In July, 4,034 deaths were attributed to the memory-robbing disorders in England, the equivalent of 86.3 deaths per 100,000 people.
The actual death of a person with dementia is caused by the complications the disorder causes. Patients are likely to be frail and lose their ability to cope with infections and other physical problems.
In many cases they die from acute illnesses such as pneumonia, heart disease and strokes. They may also pass from malnourishment due to not being able to eat or process food properly. Accidents such as falls and choking on food are also a common way dementia sufferers pass away.
An intensive care doctor working in Birmingham has said that putting the entire city under lockdown would be ‘risk averse’ because new cases are being driven by clusters in separate parts of the city.
Dr Ron Daniels, who works for University Hospitals Birmingham, told BBC Radio 4’s Today programme that the increase in coronavirus cases is not a city-wide problem.

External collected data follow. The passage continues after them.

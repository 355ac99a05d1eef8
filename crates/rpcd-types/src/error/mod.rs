//! Error taxonomy shared by the dispatcher, the modules and the wire codecs.
//!
//! Codes are derived from JSON-RPC 2.0. The reserved range below `-32000` is
//! extended with rpcd-specific codes for authentication, shell output parsing,
//! admission checks and handlers that produced nothing. Codes outside the
//! table (for example a shell module's exit status) are carried verbatim.

use std::fmt;

use serde::{Deserialize, Serialize};
use thiserror::Error;

use crate::value::ValueKind;

/// Well-known error codes with fixed default messages.
#[derive(Debug, Clone, Copy, PartialEq, Eq, Hash)]
pub enum ErrorCode {
    /// The request could not be decoded from the wire.
    ParseError,
    /// The request decoded but is not a valid invocation.
    InvalidRequest,
    /// No module is registered under the requested method name.
    MethodNotFound,
    /// A parameter failed firewall validation.
    InvalidParams,
    /// A handler failed without describing why.
    InternalError,
    /// Authentication was required and failed.
    AccessDenied,
    /// A shell module printed output that is not a `key: value` block.
    OutputParseError,
    /// An admission check rejected the request.
    InvalidInput,
    /// The request completed without producing a reply.
    NoOutput,
}

impl ErrorCode {
    /// Every known code, in wire order.
    pub const ALL: [Self; 9] = [
        Self::ParseError,
        Self::InvalidRequest,
        Self::MethodNotFound,
        Self::InvalidParams,
        Self::InternalError,
        Self::AccessDenied,
        Self::OutputParseError,
        Self::InvalidInput,
        Self::NoOutput,
    ];

    /// Returns the numeric wire code.
    #[must_use]
    pub const fn code(self) -> i64 {
        match self {
            Self::ParseError => -32700,
            Self::InvalidRequest => -32600,
            Self::MethodNotFound => -32601,
            Self::InvalidParams => -32602,
            Self::InternalError => -32603,
            Self::AccessDenied => -32099,
            Self::OutputParseError => -32098,
            Self::InvalidInput => -32097,
            Self::NoOutput => -32096,
        }
    }

    /// Returns the message used when no explicit message is supplied.
    #[must_use]
    pub const fn default_message(self) -> &'static str {
        match self {
            Self::ParseError => "Parse error",
            Self::InvalidRequest => "Invalid Request",
            Self::MethodNotFound => "Method not found",
            Self::InvalidParams => "Invalid params",
            Self::InternalError => "Internal error",
            Self::AccessDenied => "Access denied",
            Self::OutputParseError => "Output parse error",
            Self::InvalidInput => "Invalid input",
            Self::NoOutput => "No output",
        }
    }

    /// Maps a numeric code back to a known variant.
    #[must_use]
    pub fn from_code(code: i64) -> Option<Self> {
        Self::ALL.into_iter().find(|known| known.code() == code)
    }
}

impl fmt::Display for ErrorCode {
    fn fmt(&self, f: &mut fmt::Formatter<'_>) -> fmt::Result {
        write!(f, "{} ({})", self.default_message(), self.code())
    }
}

/// Structured error carried in a reply.
///
/// # Example
///
/// ```
/// use rpcd_types::{ErrorCode, RpcError};
///
/// let error = RpcError::from_code(ErrorCode::InvalidParams).with_data("msg");
/// assert_eq!(error.code(), -32602);
/// assert_eq!(error.message(), "Invalid params");
/// assert_eq!(error.data(), Some("msg"));
/// ```
#[derive(Debug, Clone, PartialEq, Eq, Serialize, Deserialize, Error)]
#[error("{message} ({code})")]
pub struct RpcError {
    code: i64,
    message: String,
    #[serde(default, skip_serializing_if = "Option::is_none")]
    data: Option<String>,
}

impl RpcError {
    /// Builds an error from its raw parts.
    #[must_use]
    pub fn new(code: i64, message: impl Into<String>, data: Option<String>) -> Self {
        Self {
            code,
            message: message.into(),
            data,
        }
    }

    /// Builds an error for a known code using its default message.
    #[must_use]
    pub fn from_code(code: ErrorCode) -> Self {
        Self::new(code.code(), code.default_message(), None)
    }

    /// Replaces the message.
    #[must_use]
    pub fn with_message(mut self, message: impl Into<String>) -> Self {
        self.message = message.into();
        self
    }

    /// Attaches additional detail.
    #[must_use]
    pub fn with_data(mut self, data: impl Into<String>) -> Self {
        self.data = Some(data.into());
        self
    }

    /// Numeric code.
    #[must_use]
    pub const fn code(&self) -> i64 {
        self.code
    }

    /// Human-readable message.
    #[must_use]
    pub fn message(&self) -> &str {
        &self.message
    }

    /// Optional detail.
    #[must_use]
    pub fn data(&self) -> Option<&str> {
        self.data.as_deref()
    }

    /// Returns the known code this error carries, if any.
    #[must_use]
    pub fn error_code(&self) -> Option<ErrorCode> {
        ErrorCode::from_code(self.code)
    }
}

impl From<ErrorCode> for RpcError {
    fn from(code: ErrorCode) -> Self {
        Self::from_code(code)
    }
}

/// Errors raised by value conversions.
#[derive(Debug, Clone, PartialEq, Eq, Error)]
pub enum TypeError {
    /// The target kind has no coercion rule.
    #[error("values cannot be coerced to {kind}")]
    Unsupported {
        /// Requested target kind.
        kind: ValueKind,
    },
    /// A type name did not match any known kind.
    #[error("unknown value type '{name}'")]
    UnknownKind {
        /// Name that failed to parse.
        name: String,
    },
}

Official figures show Birmingham’s infection rate has more than doubled over the past fortnight to around 25 new cases for every 100,00 people. A handful of wards are seeing a similar amount of new infections, according to government data.
It comes after Health Secretary Matt Hancock yesterday chaired a ‘Gold Command’ meeting to discuss the potential of Birmingham being placed under lockdown.
Council bosses who attended the meeting were desperate to prevent further damage to the already-crippled local economy by avoiding tougher measures like ones imposed in the North West and Leicester.
Birmingham is expected to be placed on a national ‘watch list’ from today, meaning it will be offered ‘enhanced support’ to avoid further cases.
Local health bosses warned residents of the city — 1.1million people — that ‘what we do in the next seven days will decide if we go into lockdown or not’.
Ministers are also expected to announce an update on whether tougher measures will be needed for Oldham, Blackburn and Pendle, where cases were rising.
Dr Daniels said: ‘We can’t yet let our guard down against this virus. But the reality is we are seeing regions, and this is not a city-wide problem in Birmingham – these are clusters, they are outbreaks.
‘We need to look very carefully at where we’re seeing localised clusters, localised outbreaks, and we need to consider actions in those regions.
‘But to apply a city-wide lockdown seems a little risk-averse right now to me.
‘And the reason I say that is we are testing more people, that will partly account for the increased number of cases of course, but there are other factors that don’t seem to be being considered.’
He added: ‘I think there are considerations around the positivity rates, but we’re not looking at the case-fatality rates and we’re not looking at hospital admissions.
‘We’ve seen cases go up since the beginning of July, and still our hospitals are relatively empty of patients with this condition.’
Birmingham had around 25 new cases of coronavirus for every 100,000 people between August 11 and 17 — up from just 11 in the first week of the month.
In-depth government statistics, which are published on a map by the Department of Health, show no specific ward in Birmingham is responsible for the city’s soaring infection rate but a handful all have recorded several cases.
The most up-to-date figures for the postcode map show Rotton Park — in the west of the city and on the border of neighbouring Sandwell — saw the most cases between August 9 and 15 (16).
Sandwell, which borders Birmingham, Dudley, Walsall and Wolverhampton, is currently one of the 20 worst-hit places in England with an infection rate of 21.1 cases for every 100,000 people.
Fifteen cases were recorded in Handsworth South and 13 in Birchfield West. While 12 people were diagnosed with Covid-19 in Bordesley and 11 in neighbouring Small Heath Park, both of which are located just to the east of the city centre.
Thirty-six cases were diagnosed in the three boroughs of Smethwick, which is technically classed as being in the local government authority of Sandwell and not Birmingham.